Identification of a specific APOE transcript and functional elements associated with Alzheimer’s disease

To elucidate the mechanism of AD risk variants and its connections with transcriptomic, genetic, and epigenetic features within the context of AD, we harnessed the power of available multi-omics datasets sourced from diverse brain regions and two ancestries. Table 1 contains comprehensive demographic information pertaining to the participants in our analysis. It is noteworthy that while certain facets of this dataset have previously been analyzed in studies exploring brain phenotypes [21, 32], these earlier investigations predominantly emphasized genome-wide patterns. In contrast, our current study is distinct in its focus to unravel the intricate regulatory mechanisms operating within the APOE locus. As Fig. 1A and Supplementary Fig. S3 illustrate, we link AD genome-wide significant risk alleles (‘AD alleles’ hereafter) at the APOE locus to APOE gene and transcripts expression. Then, we link AD alleles to DNA methylation levels. Finally, we use ChIP-seq to prioritize functional SNPs. As a novel contribution, we present, for the first time, compelling associations between AD-associated risk SNPs and important functional elements at the APOE locus (Fig. 1B).

Fig. 1figure 1

Overview of APOE study in human postmortem brain (A) and novel AD risk factors (genetic, transcriptomic, and epigenetic elements) and their relative position at the APOE locus (B). Brain collection: ROSMAP, The Religious Orders Study and the Memory and Aging Project; LIBD, Lieber Institute for Brain Development. Ancestry: EA, European Ancestry; AA, African American. Brain region: DLPFC, dorsolateral prefrontal cortex; PCC, posterior cingulate cortex; AC, anterior cingulate cortex. Green boxes represent exons; blue boxes represent untranslated regions (UTRs); Me represents methylation site; peaks represent active chromatin regions; 3 solid blue lines represent genomic DNA

Our investigative journey commenced with a comprehensive exploration of the APOE locus, extracting transcriptomic, methylation, and histone modification features from the ROSMAP dorsolateral prefrontal cortex (DLPFC) dataset (see data availability).
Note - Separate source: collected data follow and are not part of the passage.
#[tokio::test]
async fn default_client_retries_twice_then_exhausts() {
    let (base, hits) = flaky_backend(StatusCode::SERVICE_UNAVAILABLE, 3).await;
    let client = ApiClient::builder().base_url(base).build().unwrap();

    let started = Instant::now();
    let err = client.get::<Value>("/flaky").await.unwrap_err();

    assert_eq!(err.category, ErrorCategory::RetryExhausted);
    assert_eq!(err.status, 503);
    assert_eq!(hits.load(Ordering::SeqCst), 3);
    // 1s before the second attempt, 2s before the third
    assert!(started.elapsed() >= Duration::from_millis(3_000));
}

#[tokio::test]
async fn per_call_retry_count_enables_retry_over_single_attempt_client() {
    let (base, hits) = flaky_backend(StatusCode::SERVICE_UNAVAILABLE, 10).await;

    let err = client(base, RetryStrategy::none())
        .get_with::<Value>(
            "/flaky",
            RequestOptions::new()
                .retry_count(2)
                .retry_delay(Duration::from_millis(5)),
        )
        .await
        .unwrap_err();

    assert_eq!(err.category, ErrorCategory::RetryExhausted);
    assert_eq!(hits.load(Ordering::SeqCst), 3);
}

#[tokio::test]
async fn zero_retry_count_is_single_attempt() {
    let (base, hits) = flaky_backend(StatusCode::SERVICE_UNAVAILABLE, 5).await;

    let err = client(base, RetryStrategy::linear(0, Duration::from_millis(10)))
        .get::<Value>("/flaky")
        .await
        .unwrap_err();

    assert_eq!(err.category, ErrorCategory::ServerError);
    assert_eq!(hits.load(Ordering::SeqCst), 1);
}

#[tokio::test]
async fn backoff_grows_linearly() {
    let (base, hits) = flaky_backend(StatusCode::SERVICE_UNAVAILABLE, 10).await;

    let started = Instant::now();
    let err = client(base, RetryStrategy::linear(3, Duration::from_millis(50)))
        .get::<Value>("/flaky")
        .await
        .unwrap_err();
    let elapsed = started.elapsed();

    // Delays before attempts 2, 3, 4: 50ms, 100ms, 150ms.
    assert_eq!(err.category, ErrorCategory::RetryExhausted);
    assert_eq!(hits.load(Ordering::SeqCst), 4);
    assert!(
        elapsed >= Duration::from_millis(300),
        "expected at least 300ms of backoff, got {elapsed:?}"
    );
}

#[tokio::test]
async fn per_call_options_override_client_defaults() {
    let (base, hits) = flaky_backend(StatusCode::SERVICE_UNAVAILABLE, 10).await;

    let err = client(base, RetryStrategy::none())
        .get_with::<Value>(
            "/flaky",
            RequestOptions::new()
                .retry(true)
                .retry_count(1)
                .retry_delay(Duration::from_millis(5)),
        )
        .await
        .unwrap_err();

    assert_eq!(err.category, ErrorCategory::RetryExhausted);
    assert_eq!(hits.load(Ordering::SeqCst), 2);
}

#[tokio::test]
async fn hanging_server_times_out_without_retry() {
    let listener = TcpListener::bind("127.0.0.1:0").await.unwrap();
    let addr = listener.local_addr().unwrap();
    let accepted = Arc::new(AtomicU64::new(0));
    let counter = accepted.clone();
    tokio::spawn(async move {
        loop {
            let (socket, _) = listener.accept().await.unwrap();
            counter.fetch_add(1, Ordering::SeqCst);
            tokio::spawn(async move {
                // Hold the connection open without ever answering
                tokio::time::sleep(Duration::from_secs(30)).await;
                drop(socket);
            });
        }
    });

    let base = Url::parse(&format!("http://{addr}")).unwrap();
    let err = client(base, RetryStrategy::linear(2, Duration::from_millis(10)))
        .get_with::<Value>(
            "/v1/analytics/recovery-rate",
            RequestOptions::new().timeout(Duration::from_millis(100)),
        )
        .await
        .unwrap_err();

    assert_eq!(err.category, ErrorCategory::Timeout);
    assert_eq!(err.status, 408);
    assert_eq!(err.body, Some(json!({ "timeout": 100 })));
    assert_eq!(accepted.load(Ordering::SeqCst), 1, "timeouts are terminal");
}

/// A port that was bound and released, so connecting is refused.
async fn refused_base() -> Url {
    let listener = TcpListener::bind("127.0.0.1:0").await.unwrap();
    let addr = listener.local_addr().unwrap();
    drop(listener);
    Url::parse(&format!("http://{addr}")).unwrap()
}

#[tokio::test]
async fn connection_refused_is_network_error() {
    let err = client(refused_base().await, RetryStrategy::none())
        .get::<Value>("/healthz")
        .await
        .unwrap_err();

    assert_eq!(err.category, ErrorCategory::NetworkError);
    assert_eq!(err.status, 0);
}

#[tokio::test]
async fn connection_refused_exhausts_retries() {
    let err = client(
        refused_base().await,
        RetryStrategy::linear(1, Duration::from_millis(5)),
    )
    .get::<Value>("/healthz")
    .await
    .unwrap_err();

    assert_eq!(err.category, ErrorCategory::RetryExhausted);
    assert_eq!(err.body.as_ref().unwrap()["last_status"], 0);
    assert_eq!(err.body.as_ref().unwrap()["last_category"], "NETWORK_ERROR");
}

/// Echoes the request's auth and correlation headers.
async fn header_echo(headers: HeaderMap) -> Json<Value> {
    let read = |name: &str| {
        headers
            .get(name)
            .and_then(|v| v.to_str().ok())
            .map(str::to_owned)
    };
    Json(json!({
        "authorization": read("authorization"),
        "content_type": read("content-type"),
        "request_id": read("x-request-id"),
    }))
}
Serving as our cornerstone, this brain region formed the basis for probing APOE gene expression, encompassing bulk tissue RNA-seq (n = 573), histone modification through H3K9ac ChIP-seq (n = 615), and DNA methylation utilizing the 450 K Illumina array (n = 667). Expanding our exploration, we delved into APOE locus-associated attributes within two additional brain regions: the posterior cingulate cortex (PCC), comprising a sample size of n = 499, and the anterior cingulate cortex (AC), comprising n = 433 samples, with the intent of capturing the expression profiles in different brain regions. The overlapped samples across three brain regions can be found in Supplementary Fig. S4. Applying a congruent methodology, the LIBD dataset (see Methods) became another vital resource for investigation. With the DLPFC brain region at its core, this dataset facilitated the accumulation of additional bulk RNA-seq data from European ancestry individuals (n = 376) and African Americans (n = 216).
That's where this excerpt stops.